Interactive Digital Design for the British Museum

This team project involved producing an interactive digital design to enhance the British Museum Egyptian Galleries experience. It was a user centred design that included user research, conceptual design and detailed design.

Creative Design

A design to enhance connected services through the Internet of Things (IoT) in a gallery space. This team project used creative techniques to come up with a unique design. From initial concept through to a low tech prototype. 


A UX evaluation of the usability of the Stroke Association website. Including an expert review, user research, data analysis and recommendations to improve the design.

Inclusive Design

Conduct an expert accessibility audit of the bPay website. This individual project used WCAG standards and carried out an audit to conformance level A. The audit involved walking through a user journey and reporting the errors and their severity

Information Architecture

An Information Architecture design project. This project created an IA for a website of arts events in London and the South East. The report includes, a domain model, a site map, a user journey and wireframes. User research was carried out with tree testing and card sorting. The design artefacts were produced using Axure.

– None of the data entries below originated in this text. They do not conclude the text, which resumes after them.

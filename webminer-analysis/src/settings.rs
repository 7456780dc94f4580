//! Immutable per-run analysis context
//!
//! Built once (from the TOML file or directly in code) and passed by
//! reference to the planner, collector, combiner and scorer.

use crate::backends::SearchOptions;
use crate::collector::RetryPolicy;
use crate::models::{RequiredFilters, ScoringFunction, SiteRestriction, TermSet, WeightScaling};
use crate::post_normalizer::PostNormalization;
use crate::scorer::ZeroDenominator;
use serde::Serialize;

/// Everything one analysis run needs apart from its backends
#[derive(Debug, Clone, Serialize)]
pub struct AnalysisSettings {
    pub scoring_function: ScoringFunction,
    /// Primary axis (rows)
    pub primary: TermSet,
    /// Secondary axis (columns), cross-tabulation only
    pub secondary: Option<TermSet>,
    pub filters: RequiredFilters,
    /// Empty means a single whole-network search
    pub sites: Vec<SiteRestriction>,
    pub weight_scaling: WeightScaling,
    pub normalize_across_backends: bool,
    pub normalize_across_sites: bool,
    pub post_normalization: Option<PostNormalization>,
    pub zero_denominator: ZeroDenominator,
    pub search_options: SearchOptions,
    pub retry: RetryPolicy,
}

impl AnalysisSettings {
    /// Settings with no filters, no site restriction and no normalization
    pub fn new(
        scoring_function: ScoringFunction,
        primary: TermSet,
        secondary: Option<TermSet>,
    ) -> Self {
        Self {
            scoring_function,
            primary,
            secondary,
            filters: RequiredFilters::default(),
            sites: Vec::new(),
            weight_scaling: WeightScaling::default(),
            normalize_across_backends: false,
            normalize_across_sites: false,
            post_normalization: None,
            zero_denominator: ZeroDenominator::default(),
            search_options: SearchOptions::default(),
            retry: RetryPolicy::default(),
        }
    }

    /// Configured sites, or the whole network when none are configured
    pub fn effective_sites(&self) -> Vec<SiteRestriction> {
        if self.sites.is_empty() {
            vec![SiteRestriction::whole_network()]
        } else {
            self.sites.clone()
        }
    }

    /// Secondary terms only when the scoring function cross-tabulates
    pub fn active_secondary(&self) -> Option<&TermSet> {
        if self.scoring_function.is_cross_tabulation() {
            self.secondary.as_ref()
        } else {
            None
        }
    }

    /// Column labels of the score matrix
    pub fn column_labels(&self) -> Vec<String> {
        match self.active_secondary() {
            Some(secondary) => secondary.labels(),
            None => self.primary.labels(),
        }
    }
}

Cognition and Technologies

Designing a novel solution using cognitive models. The design used Distributed Cognition as a driver, in particular DiCoT (Distributed Cognition in Teams). The system incorporated collaborative computing principles in a coding workshop environment. The theme of gender was also discussed and the software was designed with women and girls in mind.

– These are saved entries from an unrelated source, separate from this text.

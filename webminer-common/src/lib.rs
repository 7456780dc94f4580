//! # webminer common library
//!
//! Shared code for the webminer crates:
//! - Error type and result alias
//! - Configuration file resolution and TOML loading
//! - Logging configuration

pub mod config;
pub mod error;

pub use error::{Error, Result};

Web Applications Development

The task was to write a website from scratch. The technologies I used were HTML, CSS, Twitter Bootstrap, JavaScript, jQuery, data visualisation (d3) and Google Fonts. The content of the site includes a couple of my hobbies, cycling and pottery. The report discusses the issues I encountered while writing the website and an evaluation.

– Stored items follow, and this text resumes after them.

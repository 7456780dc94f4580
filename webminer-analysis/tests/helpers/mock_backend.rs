//! Scripted search backend and tag source

use async_trait::async_trait;
use std::collections::HashMap;
use std::sync::{Arc, Mutex};
use webminer_analysis::backends::{
    format_query, BackendError, HitCount, HitCountRequest, SearchBackend, SearchOptions, TagSource,
};

/// One recorded submission
#[derive(Debug, Clone, PartialEq)]
pub struct Call {
    pub terms: Vec<String>,
    pub site: Option<String>,
}

/// Shared view of a backend's submissions, usable after the backend is boxed
#[derive(Debug, Clone, Default)]
pub struct CallLog(Arc<Mutex<Vec<Call>>>);

impl CallLog {
    pub fn len(&self) -> usize {
        self.0.lock().unwrap().len()
    }

    pub fn calls(&self) -> Vec<Call> {
        self.0.lock().unwrap().clone()
    }

    fn push(&self, call: Call) {
        self.0.lock().unwrap().push(call);
    }
}

fn key(terms: &[&str]) -> Vec<String> {
    let mut key: Vec<String> = terms.iter().map(|t| t.to_string()).collect();
    key.sort();
    key
}

/// Answers from a table keyed by the (unordered) query terms
pub struct MockBackend {
    name: String,
    counts: HashMap<Vec<String>, u64>,
    site_factors: HashMap<String, u64>,
    default_count: u64,
    failure: Option<fn() -> BackendError>,
    options: SearchOptions,
    log: CallLog,
}

impl MockBackend {
    pub fn new(name: &str) -> Self {
        Self {
            name: name.to_string(),
            counts: HashMap::new(),
            site_factors: HashMap::new(),
            default_count: 0,
            failure: None,
            options: SearchOptions::default(),
            log: CallLog::default(),
        }
    }

    /// Hit count for a query whose synonym groups are exactly `terms`
    pub fn with_count(mut self, terms: &[&str], count: u64) -> Self {
        self.counts.insert(key(terms), count);
        self
    }

    pub fn with_default(mut self, count: u64) -> Self {
        self.default_count = count;
        self
    }

    /// Multiply every count for `site` by `factor`
    pub fn with_site_factor(mut self, site: &str, factor: u64) -> Self {
        self.site_factors.insert(site.to_string(), factor);
        self
    }

    /// Fail every query with the given error
    pub fn failing(mut self, error: fn() -> BackendError) -> Self {
        self.failure = Some(error);
        self
    }

    pub fn log(&self) -> CallLog {
        self.log.clone()
    }

    pub fn boxed(self) -> Box<dyn SearchBackend> {
        Box::new(self)
    }
}

#[async_trait]
impl SearchBackend for MockBackend {
    fn name(&self) -> &str {
        &self.name
    }

    fn configure(&mut self, options: &SearchOptions) -> Result<(), BackendError> {
        options.validate()?;
        self.options = options.clone();
        Ok(())
    }

    async fn hit_count(&self, request: &HitCountRequest<'_>) -> Result<HitCount, BackendError> {
        self.log.push(Call {
            terms: request.terms.to_vec(),
            site: request.site.map(str::to_string),
        });

        if let Some(error) = self.failure {
            return Err(error());
        }

        let terms: Vec<&str> = request.terms.iter().map(String::as_str).collect();
        let base = self.counts.get(&key(&terms)).copied().unwrap_or(self.default_count);
        let factor = request
            .site
            .and_then(|s| self.site_factors.get(s))
            .copied()
            .unwrap_or(1);

        Ok(HitCount {
            count: base * factor,
            literal_query: format_query(request.terms, &self.options, request.site),
        })
    }
}

/// Tag source answering from a fixed table
pub struct MockTagSource {
    tags: HashMap<String, Vec<String>>,
}

impl MockTagSource {
    pub fn new(entries: &[(&str, &[&str])]) -> Self {
        Self {
            tags: entries
                .iter()
                .map(|(term, tags)| (term.to_string(), tags.iter().map(|t| t.to_string()).collect()))
                .collect(),
        }
    }
}

#[async_trait]
impl TagSource for MockTagSource {
    fn name(&self) -> &str {
        "mock tags"
    }

    async fn top_tags(&self, term: &str) -> Result<Vec<String>, BackendError> {
        Ok(self.tags.get(term).cloned().unwrap_or_default())
    }
}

MSc Human Computer Interaction Design Dissertation

Abstract This study aims to investigate the use of a new framework to investigate gendered working practices in a collaborative computing environment. An experimental observational study was made of mixed gender pairs performing programming tasks. The pair programming technique studied is a method used in Agile software development. The data was analysed using thematic analysis to provide insight into the data recorded. This was combined with the new framework which uses Distributed Cognition in Teams (DiCoT) and the Gender Inclusiveness Magnifier method (GenderMag), a software inspection tool. The review of the literature informs the research methods and analysis. The study was designed to demonstrate whether gendered working practices can be better understood using the new framework. The results of the research showed that this is possible but further research should be carried out to improve the framework. The method of applying the new framework is appraised and the implications for software and tools for gender inclusivity are discussed.